──────── STUDY MATERIAL ────────
//! LZMA codec (method 14).
//!
//! A ZIP LZMA stream starts with its own 4-byte header (LZMA SDK version
//! major and minor, then the properties length as u16) followed by the
//! 5-byte properties (lc/lp/pb byte and dictionary size) and the raw
//! LZMA data. Entries written here always carry an end-of-stream marker,
//! which general-purpose flag bit 1 announces.

use std::io::{self, Read, Write};

use byteorder::{ReadBytesExt, WriteBytesExt};

use crate::format::reader::ZipOrder;
use crate::{Error, Result};

const SDK_VERSION: [u8; 2] = [9, 20];
const PROPERTIES_LEN: u16 = 5;

/// Length of the ZIP LZMA header plus properties.
pub const HEADER_LEN: u64 = 4 + PROPERTIES_LEN as u64;

/// LZMA decoder.
pub struct LzmaDecoder<R> {
    inner: lzma_rust2::LzmaReader<R>,
}

impl<R> std::fmt::Debug for LzmaDecoder<R> {
    fn fmt(&self, f: &mut std::fmt::Formatter<'_>) -> std::fmt::Result {
        f.debug_struct("LzmaDecoder").finish_non_exhaustive()
    }
}

impl<R: Read> LzmaDecoder<R> {
    /// Reads the ZIP LZMA header from `input` and prepares the decoder.
    ///
    /// With `end_marker` set the stream is decoded until its end-of-stream
    /// marker; otherwise exactly `uncompressed_size` bytes are produced.
    pub fn new(mut input: R, uncompressed_size: u64, end_marker: bool) -> Result<Self> {
        let mut version = [0u8; 2];
        input.read_exact(&mut version)?;
        let props_len = input.read_u16::<ZipOrder>()?;
        if props_len != PROPERTIES_LEN {
            return Err(Error::InvalidFormat(format!(
                "LZMA properties length {} (expected {})",
                props_len, PROPERTIES_LEN
            )));
        }
        let props_byte = input.read_u8()?;
        let dict_size = input.read_u32::<ZipOrder>()?;

        let unpack_size = if end_marker { u64::MAX } else { uncompressed_size };
        let reader =
            lzma_rust2::LzmaReader::new_with_props(input, unpack_size, props_byte, dict_size, None)
                .map_err(|e| Error::Io(io::Error::new(io::ErrorKind::InvalidData, e.to_string())))?;

        Ok(Self { inner: reader })
    }
}

impl<R: Read> Read for LzmaDecoder<R> {
    fn read(&mut self, buf: &mut [u8]) -> io::Result<usize> {
        self.inner.read(buf)
    }
}

/// LZMA encoder.
pub struct LzmaEncoder<W: Write> {
    inner: lzma_rust2::LzmaWriter<W>,
}

impl<W: Write> std::fmt::Debug for LzmaEncoder<W> {
    fn fmt(&self, f: &mut std::fmt::Formatter<'_>) -> std::fmt::Result {
        f.debug_struct("LzmaEncoder").finish_non_exhaustive()
    }
}

impl<W: Write> LzmaEncoder<W> {
    /// Writes the ZIP LZMA header and creates an encoder at preset `level`.
    pub fn new(mut output: W, level: u32) -> Result<Self> {
        let options = lzma_rust2::LzmaOptions::with_preset(level.min(9));
        output.write_all(&SDK_VERSION)?;
        output.write_u16::<ZipOrder>(PROPERTIES_LEN)?;
        output.write_u8(options.get_props())?;
        output.write_u32::<ZipOrder>(options.dict_size)?;

        let writer = lzma_rust2::LzmaWriter::new_no_header(output, &options, true)
            .map_err(|e| Error::Io(io::Error::new(io::ErrorKind::InvalidData, e.to_string())))?;
        Ok(Self { inner: writer })
    }

    /// Writes the end marker and returns the underlying writer.
    pub fn try_finish(self) -> io::Result<W> {
        self.inner
            .finish()
            .map_err(|e| io::Error::other(e.to_string()))
    }
}

impl<W: Write> Write for LzmaEncoder<W> {
    fn write(&mut self, buf: &[u8]) -> io::Result<usize> {
        self.inner.write(buf)
    }

    fn flush(&mut self) -> io::Result<()> {
        self.inner.flush()
    }
}
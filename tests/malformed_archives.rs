//! Malformed archive handling.
//!
//! Corrupt, truncated or hostile input must produce an error, never a panic
//! or an unbounded allocation.

mod common;

use std::io::Cursor;

use proptest::prelude::*;
use zipkit::{Archive, CompressionMethod, EntryOptions, Error};

fn sample_archive() -> Vec<u8> {
    let text = common::text_bytes(3000);
    let opts = EntryOptions::new().compression(CompressionMethod::Store);
    common::create_archive_with_result(None, &opts, &[("a.txt", text.as_slice()), ("b.txt", b"bee".as_slice())])
        .unwrap()
        .0
}

/// Opens `bytes` and extracts every entry, returning the first error.
fn open_and_extract(bytes: Vec<u8>) -> zipkit::Result<()> {
    let mut archive = Archive::open(Cursor::new(bytes))?;
    let names: Vec<String> = archive.entries().iter().map(|e| e.name.clone()).collect();
    for name in names {
        archive.extract_to_vec(&name)?;
    }
    Ok(())
}

#[test]
fn test_empty_input() {
    assert!(open_and_extract(Vec::new()).is_err());
}

#[test]
fn test_missing_trailer() {
    let mut bytes = sample_archive();
    bytes.truncate(bytes.len() - 22);
    let err = open_and_extract(bytes).unwrap_err();
    assert!(matches!(err, Error::InvalidFormat(_)), "{err}");
}

#[test]
fn test_every_truncation_is_an_error() {
    let bytes = sample_archive();
    for len in 0..bytes.len() {
        assert!(open_and_extract(bytes[..len].to_vec()).is_err(), "truncated to {len}");
    }
}

#[test]
fn test_bad_central_signature() {
    let mut bytes = sample_archive();
    let eocd = bytes.len() - 22;
    let cd_offset = common::u32_at(&bytes, eocd + 16) as usize;
    bytes[cd_offset] ^= 0xFF;
    assert!(open_and_extract(bytes).is_err());
}

#[test]
fn test_central_directory_offset_out_of_range() {
    let mut bytes = sample_archive();
    let eocd = bytes.len() - 22;
    bytes[eocd + 16..eocd + 20].copy_from_slice(&u32::MAX.to_le_bytes());
    assert!(open_and_extract(bytes).is_err());
}

#[test]
fn test_inflated_entry_count() {
    let mut bytes = sample_archive();
    let eocd = bytes.len() - 22;
    bytes[eocd + 8..eocd + 10].copy_from_slice(&0xFFF0u16.to_le_bytes());
    bytes[eocd + 10..eocd + 12].copy_from_slice(&0xFFF0u16.to_le_bytes());
    assert!(open_and_extract(bytes).is_err());
}

#[test]
fn test_local_header_disagrees_with_central() {
    let mut bytes = sample_archive();
    // Break the first local header's signature.
    bytes[0] = b'X';
    let mut archive = Archive::open(Cursor::new(bytes)).unwrap();
    assert!(archive.extract_to_vec("a.txt").is_err());
    assert_eq!(archive.extract_to_vec("b.txt").unwrap(), b"bee");
}

#[test]
fn test_corrupted_data_fails_crc() {
    let mut bytes = sample_archive();
    // First entry's data starts after the 30-byte header and 5-byte name.
    bytes[30 + 5 + 10] ^= 0x55;
    let mut archive = Archive::open(Cursor::new(bytes)).unwrap();
    let err = archive.extract_to_vec("a.txt").unwrap_err();
    assert!(matches!(err, Error::CrcMismatch { ref entry_name, .. } if entry_name == "a.txt"), "{err}");
}

#[test]
fn test_comment_length_past_end() {
    let mut bytes = sample_archive();
    let eocd = bytes.len() - 22;
    bytes[eocd + 20..eocd + 22].copy_from_slice(&100u16.to_le_bytes());
    assert!(open_and_extract(bytes).is_err());
}

proptest! {
    #![proptest_config(ProptestConfig::with_cases(256))]

    #[test]
    fn random_bytes_never_panic(data in proptest::collection::vec(any::<u8>(), 0..2048)) {
        let _ = open_and_extract(data);
    }

    #[test]
    fn random_corruption_never_panics(
        flips in proptest::collection::vec((any::<prop::sample::Index>(), any::<u8>()), 1..8),
    ) {
        let mut bytes = sample_archive();
        let len = bytes.len();
        for (index, value) in flips {
            bytes[index.index(len)] = value;
        }
        let _ = open_and_extract(bytes);
    }
}
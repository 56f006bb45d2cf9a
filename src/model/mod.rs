//! In-memory archive model.
//!
//! A [`ZipModel`] is the ordered entry list plus the archive-level trailer
//! values. Reading builds one from the central directory; writing fills one
//! as entries close and serializes it at finish.

mod entry;

use std::collections::HashMap;

pub use entry::Entry;

use crate::{Error, Result};

/// One logical archive: entries in central directory order plus trailer
/// values.
///
/// Names are unique; [`push`](Self::push) rejects duplicates.
#[derive(Debug, Clone, Default)]
pub struct ZipModel {
    entries: Vec<Entry>,
    index: HashMap<String, usize>,
    /// Archive comment bytes.
    pub comment: Vec<u8>,
    /// A ZIP64 trailer is present (read) or required (write).
    pub zip64: bool,
    /// Number of disks.
    pub total_disks: u32,
    /// Disk holding the start of the central directory.
    pub cd_start_disk: u32,
    /// Absolute offset of the central directory.
    pub cd_offset: u64,
    /// Central directory size, digital signature included.
    pub cd_size: u64,
    /// Digital signature payload found after the central directory.
    pub digital_signature: Option<Vec<u8>>,
}

impl ZipModel {
    /// Creates an empty model for a new single-disk archive.
    pub fn new() -> Self {
        Self {
            total_disks: 1,
            ..Self::default()
        }
    }

    /// Appends an entry.
    ///
    /// # Errors
    ///
    /// Returns [`Error::EntryExists`] if the name is taken.
    pub fn push(&mut self, entry: Entry) -> Result<()> {
        if self.index.contains_key(&entry.name) {
            return Err(Error::EntryExists { name: entry.name });
        }
        self.index.insert(entry.name.clone(), self.entries.len());
        self.entries.push(entry);
        Ok(())
    }

    /// Removes an entry by name, keeping the order of the rest.
    pub fn remove(&mut self, name: &str) -> Option<Entry> {
        let position = self.index.remove(name)?;
        let entry = self.entries.remove(position);
        for slot in self.index.values_mut() {
            if *slot > position {
                *slot -= 1;
            }
        }
        Some(entry)
    }

    /// Looks up an entry by name.
    pub fn get(&self, name: &str) -> Option<&Entry> {
        self.index.get(name).map(|&i| &self.entries[i])
    }

    /// Returns true if an entry with this name exists.
    pub fn contains(&self, name: &str) -> bool {
        self.index.contains_key(name)
    }

    /// Entries in order.
    pub fn entries(&self) -> &[Entry] {
        &self.entries
    }

    /// Mutable access for rewriting offsets; names must not change.
    pub(crate) fn entries_mut(&mut self) -> &mut [Entry] {
        &mut self.entries
    }

    /// Number of entries.
    pub fn len(&self) -> usize {
        self.entries.len()
    }

    /// Returns true if the archive has no entries.
    pub fn is_empty(&self) -> bool {
        self.entries.is_empty()
    }

    /// Iterates over entries in order.
    pub fn iter(&self) -> std::slice::Iter<'_, Entry> {
        self.entries.iter()
    }
}

impl<'a> IntoIterator for &'a ZipModel {
    type Item = &'a Entry;
    type IntoIter = std::slice::Iter<'a, Entry>;

    fn into_iter(self) -> Self::IntoIter {
        self.entries.iter()
    }
}

#[cfg(test)]
mod tests {
    use super::*;
    use crate::format::central::CentralDirectoryHeader;
    use crate::format::extra::ExtraField;
    use crate::timestamp::DosDateTime;

    fn entry(name: &str) -> Entry {
        let header = CentralDirectoryHeader {
            version_made_by: 0,
            version_needed: 20,
            flags: 0,
            compression_method: 0,
            last_modified: DosDateTime::default(),
            crc32: 0,
            compressed_size: 0,
            uncompressed_size: 0,
            disk_number: 0,
            internal_attributes: 0,
            external_attributes: 0,
            local_header_offset: 0,
            name: name.as_bytes().to_vec(),
            extra: ExtraField::new(),
            comment: Vec::new(),
        };
        Entry::from_central(header, 0).unwrap()
    }

    #[test]
    fn test_duplicate_rejected() {
        let mut model = ZipModel::new();
        model.push(entry("a")).unwrap();
        let err = model.push(entry("a")).unwrap_err();
        assert!(matches!(err, Error::EntryExists { ref name } if name == "a"));
        assert_eq!(model.len(), 1);
    }

    #[test]
    fn test_remove_keeps_index_consistent() {
        let mut model = ZipModel::new();
        for name in ["a", "b", "c", "d"] {
            model.push(entry(name)).unwrap();
        }
        assert!(model.remove("b").is_some());
        assert!(model.remove("b").is_none());
        let names: Vec<_> = model.iter().map(|e| e.name.as_str()).collect();
        assert_eq!(names, ["a", "c", "d"]);
        assert_eq!(model.get("d").unwrap().name, "d");
        assert_eq!(model.get("c").unwrap().name, "c");
        model.push(entry("b")).unwrap();
        assert_eq!(model.entries().last().unwrap().name, "b");
    }
}
impl Zip64EndOfCentralDirectory {
    /// Creates a record for `values`.
    pub fn new(values: TrailerValues) -> Self {
        Self {
            version_made_by: version::MADE_BY,
            version_needed: version::ZIP64,
            values,
            extensible_data: Vec::new(),
        }
    }

    /// Reads the record at absolute `offset`.
    pub fn read<R: Read + Seek>(reader: &mut R, offset: u64) -> Result<Self> {
        reader.seek(SeekFrom::Start(offset))?;
        let buf = read_fixed(reader, ZIP64_EOCD_SIZE as usize, offset, "ZIP64 end of central directory")?;
        let mut b = &buf[..];
        expect_signature(&mut b, ZIP64_EOCD_SIGNATURE, offset)?;
        let record_size = get_u64(&mut b)?;
        let version_made_by = get_u16(&mut b)?;
        let version_needed = get_u16(&mut b)?;
        let disk_number = get_u32(&mut b)?;
        let cd_start_disk = get_u32(&mut b)?;
        let entries_on_disk = get_u64(&mut b)?;
        let total_entries = get_u64(&mut b)?;
        let cd_size = get_u64(&mut b)?;
        let cd_offset = get_u64(&mut b)?;

        let extensible_len = record_size
            .checked_sub(ZIP64_EOCD_SIZE - 12)
            .ok_or_else(|| Error::corrupt_header(offset, "ZIP64 EOCD record size too small"))?;
        if extensible_len > MAX_COMMENT_LEN as u64 {
            return Err(Error::corrupt_header(
                offset,
                format!("implausible ZIP64 extensible data length {}", extensible_len),
            ));
        }
        let extensible_data = read_fixed(reader, extensible_len as usize, offset, "ZIP64 extensible data")?;

        Ok(Self {
            version_made_by,
            version_needed,
            values: TrailerValues {
                disk_number,
                cd_start_disk,
                entries_on_disk,
                total_entries,
                cd_size,
                cd_offset,
            },
            extensible_data,
        })
    }

    /// Serializes the record.
    pub fn encode(&self) -> std::io::Result<Vec<u8>> {
        let mut out = Vec::with_capacity(ZIP64_EOCD_SIZE as usize + self.extensible_data.len());
        out.write_u32::<ZipOrder>(ZIP64_EOCD_SIGNATURE)?;
        out.write_u64::<ZipOrder>(ZIP64_EOCD_SIZE - 12 + self.extensible_data.len() as u64)?;
        out.write_u16::<ZipOrder>(self.version_made_by)?;
        out.write_u16::<ZipOrder>(self.version_needed)?;
        out.write_u32::<ZipOrder>(self.values.disk_number)?;
        out.write_u32::<ZipOrder>(self.values.cd_start_disk)?;
        out.write_u64::<ZipOrder>(self.values.entries_on_disk)?;
        out.write_u64::<ZipOrder>(self.values.total_entries)?;
        out.write_u64::<ZipOrder>(self.values.cd_size)?;
        out.write_u64::<ZipOrder>(self.values.cd_offset)?;
        out.extend_from_slice(&self.extensible_data);
        Ok(out)
    }
}

/// The ZIP64 End-of-Central-Directory Locator.
#[derive(Debug, Clone, Copy, PartialEq, Eq)]
pub struct Zip64Locator {
    /// Disk holding the ZIP64 EOCD record.
    pub zip64_eocd_disk: u32,
    /// Offset of the ZIP64 EOCD record relative to the start of that disk.
    pub zip64_eocd_offset: u64,
    /// Total number of disks.
    pub total_disks: u32,
}

impl Zip64Locator {
    /// Parses the locator from a 20-byte buffer.
    pub fn parse(buf: &[u8], offset: u64) -> Result<Self> {
        let mut b = buf;
        expect_signature(&mut b, ZIP64_LOCATOR_SIGNATURE, offset)?;
        Ok(Self {
            zip64_eocd_disk: get_u32(&mut b)?,
            zip64_eocd_offset: get_u64(&mut b)?,
            total_disks: get_u32(&mut b)?,
        })
    }

    /// Serializes the locator.
    pub fn encode(&self) -> std::io::Result<Vec<u8>> {
        let mut out = Vec::with_capacity(ZIP64_LOCATOR_SIZE as usize);
        out.write_u32::<ZipOrder>(ZIP64_LOCATOR_SIGNATURE)?;
        out.write_u32::<ZipOrder>(self.zip64_eocd_disk)?;
        out.write_u64::<ZipOrder>(self.zip64_eocd_offset)?;
        out.write_u32::<ZipOrder>(self.total_disks)?;
        Ok(out)
    }
}

/// The resolved archive trailer.
#[derive(Debug, Clone, PartialEq, Eq)]
pub struct Trailer {
    /// Absolute offset of the classic EOCD.
    pub eocd_offset: u64,
    /// The classic EOCD as stored.
    pub eocd: EndOfCentralDirectory,
    /// The ZIP64 locator and record, if present.
    pub zip64: Option<(Zip64Locator, Zip64EndOfCentralDirectory)>,
}

impl Trailer {
    /// Effective archive-level values: the ZIP64 record's when present.
    pub fn values(&self) -> TrailerValues {
        match &self.zip64 {
            Some((_, record)) => record.values,
            None => self.eocd.values(),
        }
    }

    /// Total number of disks the trailer declares.
    pub fn total_disks(&self) -> u32 {
        match &self.zip64 {
            Some((locator, _)) => locator.total_disks.max(1),
            None => self.eocd.disk_number as u32 + 1,
        }
    }

    /// Archive comment.
    pub fn comment(&self) -> &[u8] {
        &self.eocd.comment
    }
}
────────
*EXERCISE DETAILS*: In the records, which lines mention the word "plus"? Copy those lines.

*RESPONSE*:
/// Length of the ZIP LZMA header plus properties.
//! A [`ZipModel`] is the ordered entry list plus the archive-level trailer
/// One logical archive: entries in central directory order plus trailer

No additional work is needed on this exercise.